We have a challenge in positive psychology – when people think about our field they immediately imagine the smiley emoticon and feel that the discipline is obsessed with happiness and optimism. Some even think of it as the tyranny of happiness, where joy is the only acceptable emotional state. We all know that in reality, positive psychology is dealing with all of life’s experiences – the difficult and joyful, challenging and easy, painful and hopeful. Our existence is a beautiful mosaic, made up of numerous emotional, cognitive, and behavioural aspects – which are all part of positive psychology. We discuss this mosaic as part of our "Second Wave Positive Psychology" book. How do we change this bad press and make people realise the true depth of positive psychology? The answer is simple: we distinguish between experiences and outcomes.

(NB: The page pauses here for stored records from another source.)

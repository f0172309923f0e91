use chrono::NaiveDateTime;

use crate::domain::{Product, ProductCreate};
use crate::error::{Result, ShopError};
use crate::store::Entity;

impl Entity for Product {
    type CreatePayload = ProductCreate;
    const KIND: &'static str = "product";

    fn id(&self) -> &str {
        &self.id
    }

    fn created_at(&self) -> NaiveDateTime {
        self.created_at
    }

    /// Creates a new Product from creation parameters.
    ///
    /// # Errors
    /// `Validation` if the name is blank. Kind and quantity are already constrained by their types.
    fn from_create(id: String, created_at: NaiveDateTime, params: ProductCreate) -> Result<Self> {
        let name = params.name.trim();
        if name.is_empty() {
            return Err(ShopError::validation("product name is required"));
        }
        Ok(Self {
            id,
            name: name.to_string(),
            kind: params.kind,
            quantity: params.quantity,
            created_at,
        })
    }
}
use chrono::NaiveDateTime;

use crate::domain::{Appointment, AppointmentCreate};
use crate::error::{Result, ShopError};
use crate::store::Entity;

impl Entity for Appointment {
    type CreatePayload = AppointmentCreate;
    const KIND: &'static str = "appointment";

    fn id(&self) -> &str {
        &self.id
    }

    fn created_at(&self) -> NaiveDateTime {
        self.created_at
    }

    /// Creates a new Appointment booked at `created_at`.
    ///
    /// # Errors
    /// - `Validation` if the client name is blank
    /// - `PastDate` unless the scheduled date and time are strictly after `created_at`
    fn from_create(id: String, created_at: NaiveDateTime, params: AppointmentCreate) -> Result<Self> {
        let client_name = params.client_name.trim();
        if client_name.is_empty() {
            return Err(ShopError::validation("client name is required"));
        }
        let scheduled_for = params.scheduled_at();
        if scheduled_for <= created_at {
            return Err(ShopError::PastDate { scheduled_for });
        }
        Ok(Self {
            id,
            client_name: client_name.to_string(),
            date: params.date,
            time: params.time,
            observations: params.observations,
            created_at,
        })
    }
}
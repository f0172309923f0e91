//! # Optica Store
//!
//! In-memory inventory, sales and appointment store for an optical shop, with the
//! reports its front desk screens are built from.
//!
//! - **Records** - [`Product`](domain::Product), [`Sale`](domain::Sale) and
//!   [`Appointment`](domain::Appointment), held in insertion order by the [`EntityStore`](store::EntityStore)
//! - **Mutations** - `add_product`, `record_sale` and `add_appointment`; a sale and its stock
//!   withdrawal are applied together or not at all
//! - **Reports** - pure queries over a [`StoreSnapshot`](store::StoreSnapshot) through [`Reports`](reports::Reports)
//! - **Actor shell** - [`ShopSystem`](app_system::ShopSystem) runs the store behind a
//!   [`ShopClient`](clients::ShopClient) handle and can persist it as a JSON snapshot
//!
//! ## Example Usage
//!
//! ```no_run
//! # use optica_store::prelude::*;
//! # async fn demo() -> Result<(), ShopError> {
//! let system = ShopSystem::new(ShopConfig::default());
//!
//! let frames = system
//!     .client
//!     .add_product(ProductCreate::new("Ray-Ban Classic", ProductKind::Sunglasses, 10))
//!     .await?;
//! system.client.record_sale(SaleCreate::new(&frames.id, 7)).await?;
//!
//! let snapshot = system.client.snapshot().await?;
//! assert_eq!(snapshot.reports().total_stock(), 3);
//!
//! system.shutdown().await?;
//! # Ok(())
//! # }
//! ```

pub mod actors;
pub mod app_system;
pub mod clients;
pub mod config;
pub mod domain;
mod entities;
pub mod error;
pub mod messages;
pub mod persistence;
pub mod reports;
pub mod store;

#[cfg(test)]
mod mock_framework;

pub mod prelude {
    pub use crate::app_system::{setup_tracing, ShopSystem};
    pub use crate::clients::ShopClient;
    pub use crate::config::ShopConfig;
    pub use crate::domain::*;
    pub use crate::error::{Result, ShopError};
    pub use crate::messages::StoreEvent;
    pub use crate::persistence::{JsonFileRepository, SnapshotRepository};
    pub use crate::reports::Reports;
    pub use crate::store::{Clock, EntityStore, ManualClock, StoreSnapshot, SystemClock};
}
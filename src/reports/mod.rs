//! Read-only queries over the three collections.
//!
//! Everything here is a pure function of the slices it was built from. Queries that pick a single
//! "most" or "last" record return `None` on empty input; placeholders are for the caller to render.

mod summary;

pub use summary::*;

use chrono::{Duration, NaiveDate, NaiveDateTime};
use serde::Serialize;

use crate::domain::{Appointment, Product, Sale};
use crate::store::Entity;

/// Products at or below this quantity are reported as low stock.
pub const LOW_STOCK_THRESHOLD: u32 = 5;

/// Length in days of the "this week" appointment window.
pub const UPCOMING_WINDOW_DAYS: i64 = 7;

/// Length in days of the recent sales window.
pub const RECENT_SALES_DAYS: i64 = 7;

/// Units sold per product name.
#[derive(Debug, Clone, PartialEq, Eq, Serialize)]
#[serde(rename_all = "camelCase")]
pub struct ProductSales {
    pub product_name: String,
    pub units: u64,
}

/// Borrowed view of the store contents that all report queries run against.
#[derive(Debug, Clone, Copy)]
pub struct Reports<'a> {
    products: &'a [Product],
    sales: &'a [Sale],
    appointments: &'a [Appointment],
}

impl<'a> Reports<'a> {
    pub fn new(products: &'a [Product], sales: &'a [Sale], appointments: &'a [Appointment]) -> Self {
        Self {
            products,
            sales,
            appointments,
        }
    }

    // -------------------------------------------------------------------------
    // Stock
    // -------------------------------------------------------------------------

    pub fn total_stock(&self) -> u64 {
        self.products.iter().map(|p| u64::from(p.quantity)).sum()
    }

    /// Products with `quantity <= threshold`, in store order.
    pub fn low_stock_products(&self, threshold: u32) -> Vec<&'a Product> {
        self.products.iter().filter(|p| p.is_low_stock(threshold)).collect()
    }

    /// Products that can still be sold.
    pub fn products_in_stock(&self) -> Vec<&'a Product> {
        self.products.iter().filter(|p| p.in_stock()).collect()
    }

    /// The most recently registered product; the last inserted wins a timestamp tie.
    pub fn last_stock_update(&self) -> Option<&'a Product> {
        latest(self.products)
    }

    pub fn recent_products(&self) -> impl Iterator<Item = &'a Product> {
        self.products.iter().rev()
    }

    // -------------------------------------------------------------------------
    // Sales
    // -------------------------------------------------------------------------

    pub fn total_sales_units(&self) -> u64 {
        units_sold(self.sales)
    }

    /// Sales recorded on the given local calendar day.
    pub fn sales_on(&self, day: NaiveDate) -> Vec<&'a Sale> {
        self.sales.iter().filter(|s| s.created_at.date() == day).collect()
    }

    /// Sales recorded at or after `now - days * 24h`.
    ///
    /// A window reaching past the representable calendar covers every sale.
    pub fn sales_since(&self, days: i64, now: NaiveDateTime) -> Vec<&'a Sale> {
        let cutoff = Duration::try_days(days).and_then(|window| now.checked_sub_signed(window));
        self.sales
            .iter()
            .filter(|s| cutoff.map_or(true, |cutoff| s.created_at >= cutoff))
            .collect()
    }

    /// Product name with the most units sold.
    ///
    /// Sales are grouped by the name captured at sale time. On a tie the name that was sold first wins.
    pub fn most_sold_product(&self) -> Option<ProductSales> {
        let mut totals: Vec<ProductSales> = Vec::new();
        for sale in self.sales {
            match totals.iter_mut().find(|t| t.product_name == sale.product_name) {
                Some(total) => total.units += u64::from(sale.quantity),
                None => totals.push(ProductSales {
                    product_name: sale.product_name.clone(),
                    units: u64::from(sale.quantity),
                }),
            }
        }
        totals
            .into_iter()
            .fold(None, |best: Option<ProductSales>, current| match best {
                Some(best) if best.units >= current.units => Some(best),
                _ => Some(current),
            })
    }

    /// The most recent sale; the last inserted wins a timestamp tie.
    pub fn last_sale(&self) -> Option<&'a Sale> {
        latest(self.sales)
    }

    pub fn recent_sales(&self) -> impl Iterator<Item = &'a Sale> {
        self.sales.iter().rev()
    }

    // -------------------------------------------------------------------------
    // Appointments
    // -------------------------------------------------------------------------

    /// Appointments scheduled at or after `now`, soonest first.
    ///
    /// Appointments sharing a slot keep their booking order.
    pub fn upcoming_appointments(&self, now: NaiveDateTime) -> Vec<&'a Appointment> {
        let mut upcoming: Vec<&'a Appointment> = self
            .appointments
            .iter()
            .filter(|a| a.scheduled_at() >= now)
            .collect();
        upcoming.sort_by_key(|a| a.scheduled_at());
        upcoming
    }

    pub fn appointments_on(&self, day: NaiveDate) -> Vec<&'a Appointment> {
        self.appointments.iter().filter(|a| a.date == day).collect()
    }

    /// Appointments scheduled from `now` up to the end of the day `days` days ahead.
    ///
    /// Slots earlier today have already passed and are left out. A window reaching past the
    /// representable calendar has no upper bound.
    pub fn appointments_within(&self, days: i64, now: NaiveDateTime) -> Vec<&'a Appointment> {
        let last = Duration::try_days(days)
            .and_then(|window| now.checked_add_signed(window))
            .map(|end| end.date());
        self.appointments
            .iter()
            .filter(|a| a.scheduled_at() >= now && last.map_or(true, |last| a.date <= last))
            .collect()
    }

    /// The most recently booked appointment; the last inserted wins a timestamp tie.
    pub fn last_appointment(&self) -> Option<&'a Appointment> {
        latest(self.appointments)
    }

    pub fn recent_appointments(&self) -> impl Iterator<Item = &'a Appointment> {
        self.appointments.iter().rev()
    }
}

/// Newest record by creation time; `max_by_key` keeps the last of equal keys.
fn latest<T: Entity>(items: &[T]) -> Option<&T> {
    items.iter().max_by_key(|item| item.created_at())
}

/// Sum of units over any subset of sales.
pub fn units_sold<'s>(sales: impl IntoIterator<Item = &'s Sale>) -> u64 {
    sales.into_iter().map(|s| u64::from(s.quantity)).sum()
}

#[cfg(test)]
mod tests {
    use super::*;
    use crate::domain::ProductKind;
    use chrono::NaiveTime;

    fn now() -> NaiveDateTime {
        NaiveDate::from_ymd_opt(2026, 10, 16).unwrap().and_hms_opt(10, 0, 0).unwrap()
    }

    fn product(id: &str, name: &str, quantity: u32, created_at: NaiveDateTime) -> Product {
        Product {
            id: id.into(),
            name: name.into(),
            kind: ProductKind::Glasses,
            quantity,
            created_at,
        }
    }

    fn sale(id: &str, name: &str, quantity: u32, created_at: NaiveDateTime) -> Sale {
        Sale {
            id: id.into(),
            product_id: format!("product_{}", name.len()),
            product_name: name.into(),
            quantity,
            created_at,
        }
    }

    fn appointment(id: &str, date: NaiveDate, hour: u32, created_at: NaiveDateTime) -> Appointment {
        Appointment {
            id: id.into(),
            client_name: format!("Client {}", id),
            date,
            time: NaiveTime::from_hms_opt(hour, 0, 0).unwrap(),
            observations: None,
            created_at,
        }
    }

    fn day(offset: i64) -> NaiveDate {
        now().date() + Duration::days(offset)
    }

    #[test]
    fn test_empty_store_reports_nothing() {
        let reports = Reports::new(&[], &[], &[]);
        assert_eq!(reports.total_stock(), 0);
        assert_eq!(reports.total_sales_units(), 0);
        assert!(reports.low_stock_products(LOW_STOCK_THRESHOLD).is_empty());
        assert!(reports.last_stock_update().is_none());
        assert!(reports.most_sold_product().is_none());
        assert!(reports.last_sale().is_none());
        assert!(reports.last_appointment().is_none());
        assert!(reports.upcoming_appointments(now()).is_empty());
    }

    #[test]
    fn test_low_stock_is_inclusive_and_keeps_store_order() {
        let products = vec![
            product("product_1", "A", 5, now()),
            product("product_2", "B", 6, now()),
            product("product_3", "C", 0, now()),
        ];
        let reports = Reports::new(&products, &[], &[]);

        let low: Vec<_> = reports.low_stock_products(LOW_STOCK_THRESHOLD).iter().map(|p| p.id.as_str()).collect();
        assert_eq!(low, vec!["product_1", "product_3"]);
        let sellable: Vec<_> = reports.products_in_stock().iter().map(|p| p.id.as_str()).collect();
        assert_eq!(sellable, vec!["product_1", "product_2"]);
        assert_eq!(reports.total_stock(), 11);
    }

    #[test]
    fn test_last_records_prefer_latest_insert_on_tie() {
        let products = vec![
            product("product_1", "A", 1, now()),
            product("product_2", "B", 1, now()),
            product("product_3", "C", 1, now() - Duration::hours(1)),
        ];
        let sales = vec![
            sale("sale_1", "A", 1, now()),
            sale("sale_2", "B", 1, now()),
        ];
        let appointments = vec![
            appointment("appointment_1", day(1), 9, now()),
            appointment("appointment_2", day(2), 9, now()),
        ];
        let reports = Reports::new(&products, &sales, &appointments);

        assert_eq!(reports.last_stock_update().unwrap().id, "product_2");
        assert_eq!(reports.last_sale().unwrap().id, "sale_2");
        assert_eq!(reports.last_appointment().unwrap().id, "appointment_2");
    }

    #[test]
    fn test_most_sold_groups_by_name_and_breaks_ties_by_first_seen() {
        let sales = vec![
            sale("sale_1", "Ray-Ban Classic", 2, now()),
            sale("sale_2", "Oakley Holbrook", 3, now()),
            sale("sale_3", "Ray-Ban Classic", 1, now()),
        ];
        let reports = Reports::new(&[], &sales, &[]);
        assert_eq!(
            reports.most_sold_product(),
            Some(ProductSales { product_name: "Ray-Ban Classic".into(), units: 3 })
        );

        let sales = vec![
            sale("sale_1", "Oakley Holbrook", 1, now()),
            sale("sale_2", "Ray-Ban Classic", 4, now()),
            sale("sale_3", "Oakley Holbrook", 3, now()),
        ];
        let reports = Reports::new(&[], &sales, &[]);
        assert_eq!(reports.most_sold_product().unwrap().product_name, "Oakley Holbrook");
    }

    #[test]
    fn test_sales_windows() {
        let sales = vec![
            sale("sale_1", "A", 1, now() - Duration::days(8)),
            sale("sale_2", "A", 2, now() - Duration::days(7)),
            sale("sale_3", "A", 3, now() - Duration::hours(11)),
            sale("sale_4", "A", 4, now() - Duration::hours(1)),
        ];
        let reports = Reports::new(&[], &sales, &[]);

        let today: Vec<_> = reports.sales_on(now().date()).iter().map(|s| s.id.as_str()).collect();
        assert_eq!(today, vec!["sale_4"]);
        let week = reports.sales_since(RECENT_SALES_DAYS, now());
        assert_eq!(week.len(), 3);
        assert_eq!(units_sold(week), 9);
        assert_eq!(reports.total_sales_units(), 10);

        let recent: Vec<_> = reports.recent_sales().map(|s| s.id.as_str()).collect();
        assert_eq!(recent, vec!["sale_4", "sale_3", "sale_2", "sale_1"]);
    }

    #[test]
    fn test_upcoming_appointments_sorted_and_stable() {
        let appointments = vec![
            appointment("appointment_1", day(3), 9, now()),
            appointment("appointment_2", day(0), 9, now()),
            appointment("appointment_3", day(1), 14, now()),
            appointment("appointment_4", day(1), 14, now()),
            appointment("appointment_5", day(0), 10, now()),
        ];
        let reports = Reports::new(&[], &[], &appointments);

        let upcoming: Vec<_> = reports.upcoming_appointments(now()).iter().map(|a| a.id.as_str()).collect();
        assert_eq!(
            upcoming,
            vec!["appointment_5", "appointment_3", "appointment_4", "appointment_1"]
        );
    }

    #[test]
    fn test_appointments_by_day_and_window() {
        let appointments = vec![
            appointment("appointment_1", day(-1), 9, now()),
            appointment("appointment_2", day(0), 8, now()),
            appointment("appointment_3", day(7), 18, now()),
            appointment("appointment_4", day(8), 9, now()),
        ];
        let reports = Reports::new(&[], &[], &appointments);

        let today: Vec<_> = reports.appointments_on(day(0)).iter().map(|a| a.id.as_str()).collect();
        assert_eq!(today, vec!["appointment_2"]);
        let week: Vec<_> = reports
            .appointments_within(UPCOMING_WINDOW_DAYS, now())
            .iter()
            .map(|a| a.id.as_str())
            .collect();
        assert_eq!(week, vec!["appointment_3"]);
    }

    #[test]
    fn test_window_includes_later_slots_today() {
        let appointments = vec![
            appointment("appointment_1", day(0), 8, now()),
            appointment("appointment_2", day(0), 10, now()),
            appointment("appointment_3", day(0), 17, now()),
        ];
        let reports = Reports::new(&[], &[], &appointments);

        let week: Vec<_> = reports
            .appointments_within(UPCOMING_WINDOW_DAYS, now())
            .iter()
            .map(|a| a.id.as_str())
            .collect();
        assert_eq!(week, vec!["appointment_2", "appointment_3"]);
        assert_eq!(reports.appointments_within(0, now()).len(), 2);
    }

    #[test]
    fn test_oversized_windows_do_not_panic() {
        let sales = vec![sale("sale_1", "A", 1, now() - Duration::days(400))];
        let appointments = vec![appointment("appointment_1", day(400), 9, now())];
        let reports = Reports::new(&[], &sales, &appointments);

        assert_eq!(reports.sales_since(i64::MAX / 2, now()).len(), 1);
        assert_eq!(reports.appointments_within(i64::MAX / 2, now()).len(), 1);
        assert_eq!(reports.sales_since(9_999_999_999_999, now()).len(), 1);
    }

    #[test]
    fn test_reads_are_idempotent() {
        let products = vec![product("product_1", "A", 2, now())];
        let sales = vec![sale("sale_1", "A", 2, now())];
        let appointments = vec![appointment("appointment_1", day(1), 9, now())];
        let reports = Reports::new(&products, &sales, &appointments);

        assert_eq!(reports.most_sold_product(), reports.most_sold_product());
        assert_eq!(reports.upcoming_appointments(now()), reports.upcoming_appointments(now()));
        assert_eq!(reports.low_stock_products(5), reports.low_stock_products(5));
    }
}
//! # budget-client
//!
//! Typed client for the Actual Budget HTTP API.
//!
//! A [`BudgetClient`] is bound to one server, one API key and one budget
//! (`budget_sync_id`). Every operation is a single request/response exchange:
//! the JSON `{"data": ...}` envelope is validated and mapped into typed records
//! from [`models`], and monetary values are converted with [`money`].
//!
//! ```text
//!   caller ──► BudgetClient ──► reqwest ──► {host}/budgets/{budget_sync_id}/...
//!                  │
//!                  └── models / money (validation + decimal mapping)
//! ```
//!
//! ## Modules
//! - `client`: `BudgetClient` and `ClientError`
//! - `models`: request/response records
//! - `money`: minor-unit ↔ decimal conversion
//! - `config`: environment-driven configuration

pub mod client;
pub mod config;
pub mod models;
pub mod money;

pub use client::{BudgetClient, ClientError};
pub use config::Config;
pub use models::{Account, ExistingTransaction, Payee, RawResponse, Transaction};
//! Client error types.
//!
//! Distinguishes the server rejecting a request (non-2xx status) from a response
//! that arrived but does not match the expected schema.

/// Error from budget API calls.
#[derive(Debug, thiserror::Error)]
pub enum ClientError {
    /// The server answered with a status outside 2xx.
    #[error("Remote error (HTTP {status}): {body}")]
    Remote { status: u16, body: String },

    /// The response body is not the `{"data": ...}` shape the endpoint promises.
    #[error("Schema error from {endpoint}: {message}")]
    Schema { endpoint: String, message: String },

    /// Connection failed, timed out, or the body could not be read.
    #[error("Network error: {0}")]
    Network(#[from] reqwest::Error),

    /// The configured host is not an absolute http(s) URL without query or fragment.
    #[error("Invalid host {0:?}")]
    InvalidHost(String),

    /// The API key cannot be sent as an HTTP header value.
    #[error("Invalid API key: not a valid header value")]
    InvalidApiKey,

    /// The budget sync id is empty.
    #[error("Invalid budget sync id {0:?}")]
    InvalidBudgetId(String),
}

impl ClientError {
    pub(crate) fn schema(endpoint: &str, message: impl Into<String>) -> Self {
        ClientError::Schema {
            endpoint: endpoint.to_string(),
            message: message.into(),
        }
    }

    /// HTTP status code, if the server answered with an error status.
    pub fn status(&self) -> Option<u16> {
        match self {
            ClientError::Remote { status, .. } => Some(*status),
            ClientError::Network(e) => e.status().map(|s| s.as_u16()),
            _ => None,
        }
    }

    pub fn is_remote(&self) -> bool {
        matches!(self, ClientError::Remote { .. })
    }

    pub fn is_schema(&self) -> bool {
        matches!(self, ClientError::Schema { .. })
    }
}

pub type Result<T> = std::result::Result<T, ClientError>;

#[cfg(test)]
mod tests {
    use super::*;

    #[test]
    fn remote_error_carries_status_and_body() {
        let err = ClientError::Remote {
            status: 500,
            body: "boom".to_string(),
        };
        assert_eq!(err.status(), Some(500));
        assert!(err.is_remote());
        assert!(!err.is_schema());
        assert_eq!(err.to_string(), "Remote error (HTTP 500): boom");
    }

    #[test]
    fn schema_error_has_no_status() {
        let err = ClientError::schema("GET /accounts", "missing field `data`");
        assert_eq!(err.status(), None);
        assert!(err.is_schema());
        assert_eq!(
            err.to_string(),
            "Schema error from GET /accounts: missing field `data`"
        );
    }

    #[test]
    fn construction_errors_have_no_status() {
        let key = ClientError::InvalidApiKey;
        let budget = ClientError::InvalidBudgetId(" ".to_string());
        assert_eq!(key.status(), None);
        assert_eq!(budget.status(), None);
        assert_eq!(budget.to_string(), "Invalid budget sync id \" \"");
    }
}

The outcomes we aim for should always be positive – and that’s the meaning of ‘positive’ in positive psychology. We constantly strive to increase levels of happiness, hope, meaning and other aspects of wellbeing in groups and individuals. However, the experiences which lead us towards these positive outcomes might be difficult and challenging. If I look back at some of the most transformative periods in my lifetime, where I developed an authentic happiness within me, I can frequently find pain and challenges involved in the process. In other words, the so-called “negative” became a platform for the “positive”. Positive psychology should not make us deny our experiences – on the contrary, it should make us embrace them. Whatever you feel, however you think, as difficult as it might be, it could be a beginning of a journey which ends with yourself being stronger and more beautiful. Our task in positive psychology is to provide individuals with the theoretical knowledge and practical tools that would allow them to commence such a journey.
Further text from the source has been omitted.